Все новобранцы разошлись к своим навесам и мешкам, близился час трапезы. Акефамий смотрел на летория, который подошёл к нему в Лагриме. Пока другие два летория готовились к совместной трапезе с рекрутами, третий подошёл к Акефамию поближе и произнёс:
– Так ты притворяешься или в правду не понимаешь, пока не объяснят?
Акефамий молча смотрел на опытного бойца. Он не понимал, что леторий имеет ввиду.
– Значит не понимаешь, – сказал леторий и вздохнул. – Тогда давай начнём с простого. Ты не путаешь право и лево?
– Нет, не путаю, – ответил Акефамий.
– Хоть чему-то тебя научили. Когда маршируешь, твой шаг должен совпадать с шагом других, понимаешь?
– Но это же неудобно.
– Ты в ряды армии пошёл, забудь про удобство. Здесь дисциплина и порядок, а не мягкая постель и беззаботная жизнь. Начинаешь маршировать с правой ноги, всегда, понятно?
– Понятно, – ответил Акефамий.
– В строю, без разрешения, говорить не имеешь права, выходить из строя тоже.
Акефамий понял, о чём ему говорили перевозчики. «Но не всё сказанное – правда» – подумал он, вспоминая все рассказанные ему ужасы.
– Когда будешь собирать навес, собери его аккуратно, чтобы можно было и в следующий раз, без стыда, разложить.
– Хорошо.
– А теперь – свободен. Иди к остальным новобранцам, побеседуй с ними, сдружитесь, – сказал леторий и направился к своим товарищам.
Акефамий задумался о словах опытного бойца. Он понимал, что та серьёзность и хладнокровие, которое читалось в нём, была необходима Акефамию. Легкомыслие и ожидание того, что тебе всё объяснят и помогут, шедшее за новобранцем с самого начала его самостоятельной жизни, начало создавать проблемы. Ранее, когда он работал на складе, все относились к нему снисходительно, так как помнили с пяти лет. Они знали его и понимали, но, когда Акефамий решил идти к цели, его детские отношение ко всему вызывало злость со стороны других.

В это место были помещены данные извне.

//! Command pools and recording.
//!
//! [`CommandRecorder`] tracks whether it is recording; render-pass commands
//! are only reachable through [`ActiveRenderPass`], which ends the pass when
//! dropped.

use ash::{vk, Device};

use crate::render::backends::vulkan::{VulkanError, VulkanResult};

/// Command pool wrapper with RAII cleanup
pub struct CommandPool {
    device: Device,
    command_pool: vk::CommandPool,
}

impl CommandPool {
    /// Create a pool whose buffers can be reset individually
    pub fn new(device: Device, queue_family_index: u32) -> VulkanResult<Self> {
        let pool_create_info = vk::CommandPoolCreateInfo::builder()
            .flags(vk::CommandPoolCreateFlags::RESET_COMMAND_BUFFER)
            .queue_family_index(queue_family_index);

        let command_pool = unsafe {
            device
                .create_command_pool(&pool_create_info, None)
                .map_err(VulkanError::from)?
        };

        Ok(Self {
            device,
            command_pool,
        })
    }

    /// Allocate primary command buffers
    pub fn allocate_command_buffers(&self, count: u32) -> VulkanResult<Vec<vk::CommandBuffer>> {
        let alloc_info = vk::CommandBufferAllocateInfo::builder()
            .command_pool(self.command_pool)
            .level(vk::CommandBufferLevel::PRIMARY)
            .command_buffer_count(count);

        unsafe {
            self.device
                .allocate_command_buffers(&alloc_info)
                .map_err(VulkanError::from)
        }
    }

    /// Allocate exactly `N` primary command buffers
    pub fn allocate_array<const N: usize>(&self) -> VulkanResult<[vk::CommandBuffer; N]> {
        let buffers = self.allocate_command_buffers(N as u32)?;
        buffers.try_into().map_err(|v: Vec<vk::CommandBuffer>| VulkanError::InvalidOperation {
            reason: format!("driver returned {} command buffers, expected {}", v.len(), N),
        })
    }

    /// Return buffers to the pool
    pub fn free(&self, command_buffers: &[vk::CommandBuffer]) {
        unsafe {
            self.device.free_command_buffers(self.command_pool, command_buffers);
        }
    }

    /// Submit `command_buffer` on `queue` with no semaphores, then block until the queue is idle
    pub fn submit_and_wait_idle(&self, queue: vk::Queue, command_buffer: vk::CommandBuffer) -> VulkanResult<()> {
        let command_buffers = [command_buffer];
        let submit_info = vk::SubmitInfo::builder().command_buffers(&command_buffers);
        unsafe {
            self.device
                .queue_submit(queue, &[submit_info.build()], vk::Fence::null())
                .map_err(VulkanError::from)?;
            self.device.queue_wait_idle(queue).map_err(VulkanError::from)
        }
    }

    /// Get the command pool handle
    pub fn handle(&self) -> vk::CommandPool {
        self.command_pool
    }

}

impl Drop for CommandPool {
    fn drop(&mut self) {
        unsafe {
            let _ = self.device.device_wait_idle();
            // Frees every buffer allocated from the pool
            self.device.destroy_command_pool(self.command_pool, None);
        }
    }
}

/// Records into one command buffer
pub struct CommandRecorder {
    command_buffer: vk::CommandBuffer,
    device: Device,
    recording: bool,
}

impl CommandRecorder {
    /// Wrap a command buffer that is not yet recording
    pub fn new(command_buffer: vk::CommandBuffer, device: Device) -> Self {
        Self {
            command_buffer,
            device,
            recording: false,
        }
    }

    /// Begin a one-time-submit recording
    pub fn begin(&mut self) -> VulkanResult<&mut Self> {
        if self.recording {
            return Err(VulkanError::InvalidOperation {
                reason: "Command buffer already recording".to_string(),
            });
        }

        let begin_info = vk::CommandBufferBeginInfo::builder().flags(vk::CommandBufferUsageFlags::ONE_TIME_SUBMIT);

        unsafe {
            self.device
                .begin_command_buffer(self.command_buffer, &begin_info)
                .map_err(VulkanError::from)?;
        }

        self.recording = true;
        Ok(self)
    }

    fn ensure_recording(&self) -> VulkanResult<()> {
        if self.recording {
            Ok(())
        } else {
            Err(VulkanError::InvalidOperation {
                reason: "Command buffer not recording".to_string(),
            })
        }
    }

    /// Record image layout barriers
    pub fn image_barriers(
        &mut self,
        src_stage: vk::PipelineStageFlags,
        dst_stage: vk::PipelineStageFlags,
        barriers: &[vk::ImageMemoryBarrier],
    ) -> VulkanResult<()> {
        self.ensure_recording()?;
        unsafe {
            self.device.cmd_pipeline_barrier(
                self.command_buffer,
                src_stage,
                dst_stage,
                vk::DependencyFlags::empty(),
                &[],
                &[],
                barriers,
            );
        }
        Ok(())
    }

    /// Record an image-to-image copy
    pub fn copy_image(
        &mut self,
        src: vk::Image,
        src_layout: vk::ImageLayout,
        dst: vk::Image,
        dst_layout: vk::ImageLayout,
        regions: &[vk::ImageCopy],
    ) -> VulkanResult<()> {
        self.ensure_recording()?;
        unsafe {
            self.device
                .cmd_copy_image(self.command_buffer, src, src_layout, dst, dst_layout, regions);
        }
        Ok(())
    }

    /// Begin an inline render pass
    pub fn begin_render_pass(
        &mut self,
        render_pass: vk::RenderPass,
        framebuffer: vk::Framebuffer,
        render_area: vk::Rect2D,
        clear_values: &[vk::ClearValue],
    ) -> VulkanResult<ActiveRenderPass<'_>> {
        self.ensure_recording()?;

        let render_pass_begin = vk::RenderPassBeginInfo::builder()
            .render_pass(render_pass)
            .framebuffer(framebuffer)
            .render_area(render_area)
            .clear_values(clear_values);

        unsafe {
            self.device
                .cmd_begin_render_pass(self.command_buffer, &render_pass_begin, vk::SubpassContents::INLINE);
        }

        Ok(ActiveRenderPass { recorder: self })
    }

    /// End recording and hand back the buffer
    pub fn end(mut self) -> VulkanResult<vk::CommandBuffer> {
        self.ensure_recording()?;

        unsafe {
            self.device
                .end_command_buffer(self.command_buffer)
                .map_err(VulkanError::from)?;
        }

        self.recording = false;
        Ok(self.command_buffer)
    }

}

/// Render pass in progress; ends the pass on drop
pub struct ActiveRenderPass<'a> {
    recorder: &'a mut CommandRecorder,
}

impl ActiveRenderPass<'_> {
    /// Bind graphics pipeline
    pub fn bind_pipeline(&mut self, pipeline: vk::Pipeline) {
        unsafe {
            self.recorder.device.cmd_bind_pipeline(
                self.recorder.command_buffer,
                vk::PipelineBindPoint::GRAPHICS,
                pipeline,
            );
        }
    }

    /// Bind descriptor sets starting at set 0
    pub fn bind_descriptor_sets(&mut self, layout: vk::PipelineLayout, sets: &[vk::DescriptorSet]) {
        unsafe {
            self.recorder.device.cmd_bind_descriptor_sets(
                self.recorder.command_buffer,
                vk::PipelineBindPoint::GRAPHICS,
                layout,
                0,
                sets,
                &[],
            );
        }
    }

    /// Bind vertex buffers
    pub fn bind_vertex_buffers(&mut self, first_binding: u32, buffers: &[vk::Buffer], offsets: &[vk::DeviceSize]) {
        unsafe {
            self.recorder
                .device
                .cmd_bind_vertex_buffers(self.recorder.command_buffer, first_binding, buffers, offsets);
        }
    }

    /// Bind index buffer
    pub fn bind_index_buffer(&mut self, buffer: vk::Buffer, offset: vk::DeviceSize, index_type: vk::IndexType) {
        unsafe {
            self.recorder
                .device
                .cmd_bind_index_buffer(self.recorder.command_buffer, buffer, offset, index_type);
        }
    }

    /// Non-indexed draw
    pub fn draw(&mut self, vertex_count: u32, instance_count: u32, first_vertex: u32, first_instance: u32) {
        unsafe {
            self.recorder.device.cmd_draw(
                self.recorder.command_buffer,
                vertex_count,
                instance_count,
                first_vertex,
                first_instance,
            );
        }
    }

    /// Indexed draw
    pub fn draw_indexed(
        &mut self,
        index_count: u32,
        instance_count: u32,
        first_index: u32,
        vertex_offset: i32,
        first_instance: u32,
    ) {
        unsafe {
            self.recorder.device.cmd_draw_indexed(
                self.recorder.command_buffer,
                index_count,
                instance_count,
                first_index,
                vertex_offset,
                first_instance,
            );
        }
    }
}

impl Drop for ActiveRenderPass<'_> {
    fn drop(&mut self) {
        unsafe {
            self.recorder.device.cmd_end_render_pass(self.recorder.command_buffer);
        }
    }
}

Никто не любил счастливых и беззаботных. Особенно те, кто ненавидит свою жизнь и работу. Они завидовали лёгкости бытия Акефамия, пока не понимали, что он просто не повзрослел и остался в том времени, когда за ним присматривали и во всём помогали. Непринятие иного также играло свою роль. В народе Липирии слишком укрепился консерватизм и призрение к непохожим. Это проявлялось при появлении линирцев, лиардинцев и первых попытках сформировать свод законов и правил.
И Акефамий начал замечать за собой проявления нетерпимости к самому себе. Он всё больше и больше хотел избавиться от детского отношения к жизни. Служба в рядах леториев, по первым впечатлениям, должна избавить Акефамия от проблемы, которую он выявил совсем недавно. По крайней мере, Акефамий считал подобное отношение проблемой. Многие бы с радостью поменялись с ним местами, чтобы не думать ни о чём и не обращать внимания на проблемы.
Больше всего ему завидовали новобранцы, сидящие на земле, и знакомившиеся друг с другом. Они видели искренний и непонимающий взгляд Акефамия, когда на него кричали, задавали вопросы, и это у них вызвало желание его наказать.
– Он и в правду не понимает, – сказал один из новобранцев, когда беседа зашла об Акефамии.
Сам Акефамий ещё не направлялся и даже не смотрел в их сторону. Они же вели беседы, знакомились и ели военный хлеб. На самом деле это были обыкновенные сухари, а военным хлебом его называли потому, что его ели только военные.
– Да нет, – спорил новобранец, уплетая военный хлеб, – притворяется он, я уверен.
– Я видел его взгляд, он не понимал, что происходит, – повторил первый рекрут.
– Да невозможно! Невозможно! Слышишь?
– Всё возможно, ты в реальном мире живёшь.